/---
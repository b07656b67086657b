//! Console command handlers
//!
//! This module contains the command handlers that drive a session from
//! line-oriented input.

pub mod console;
pub mod session;

pub use console::{print_events, run_console};
pub use session::{dispatch, parse, ConsoleCommand, ParseError};
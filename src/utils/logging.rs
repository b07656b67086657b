//! Tracing subscriber setup

use tracing_subscriber::{layer::SubscriberExt, util::SubscriberInitExt};

/// Default filter when `RUST_LOG` is not set
pub const DEFAULT_FILTER: &str = "camera_recorder=debug,camera_recorder_lib=debug";

/// Initialize tracing/logging.
///
/// Safe to call more than once; later calls are no-ops.
pub fn init() {
    let _ = tracing_subscriber::registry()
        .with(
            tracing_subscriber::EnvFilter::try_from_default_env()
                .unwrap_or_else(|_| DEFAULT_FILTER.into()),
        )
        .with(tracing_subscriber::fmt::layer().with_writer(std::io::stderr))
        .try_init();
}
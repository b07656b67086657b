//! Camera Recorder - record a clip, get an MP4 and a thumbnail.
//!
//! This is the main library crate for the camera recorder. It provides the
//! session controller, its capture/transcode/delivery collaborators and a
//! console front-end.

pub mod capture;
pub mod commands;
pub mod config;
pub mod delivery;
pub mod recorder;
pub mod transcode;
pub mod utils;

use config::RecorderConfig;
use recorder::{Collaborators, SessionController, SessionSettings};

/// Initialize the application and drive it from stdin
pub async fn run() -> anyhow::Result<()> {
    utils::logging::init();

    tracing::info!("Starting Camera Recorder v{}", env!("CARGO_PKG_VERSION"));

    let config = RecorderConfig::load()?;
    tracing::debug!("Configuration: {:?}", config);

    let collaborators = Collaborators::from_config(&config)?;
    let session = SessionController::spawn(collaborators, SessionSettings::from_config(&config));

    tokio::spawn(commands::print_events(session.subscribe()));

    let stdin = tokio::io::BufReader::new(tokio::io::stdin());
    commands::run_console(&session, stdin, tokio::io::stdout()).await?;

    tracing::info!("Camera Recorder stopped");
    Ok(())
}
\---
Problem → Select every line in the material above where the string "tokio" occurs, and copy it.

Task result →
    tokio::spawn(commands::print_events(session.subscribe()));
    let stdin = tokio::io::BufReader::new(tokio::io::stdin());
    commands::run_console(&session, stdin, tokio::io::stdout()).await?;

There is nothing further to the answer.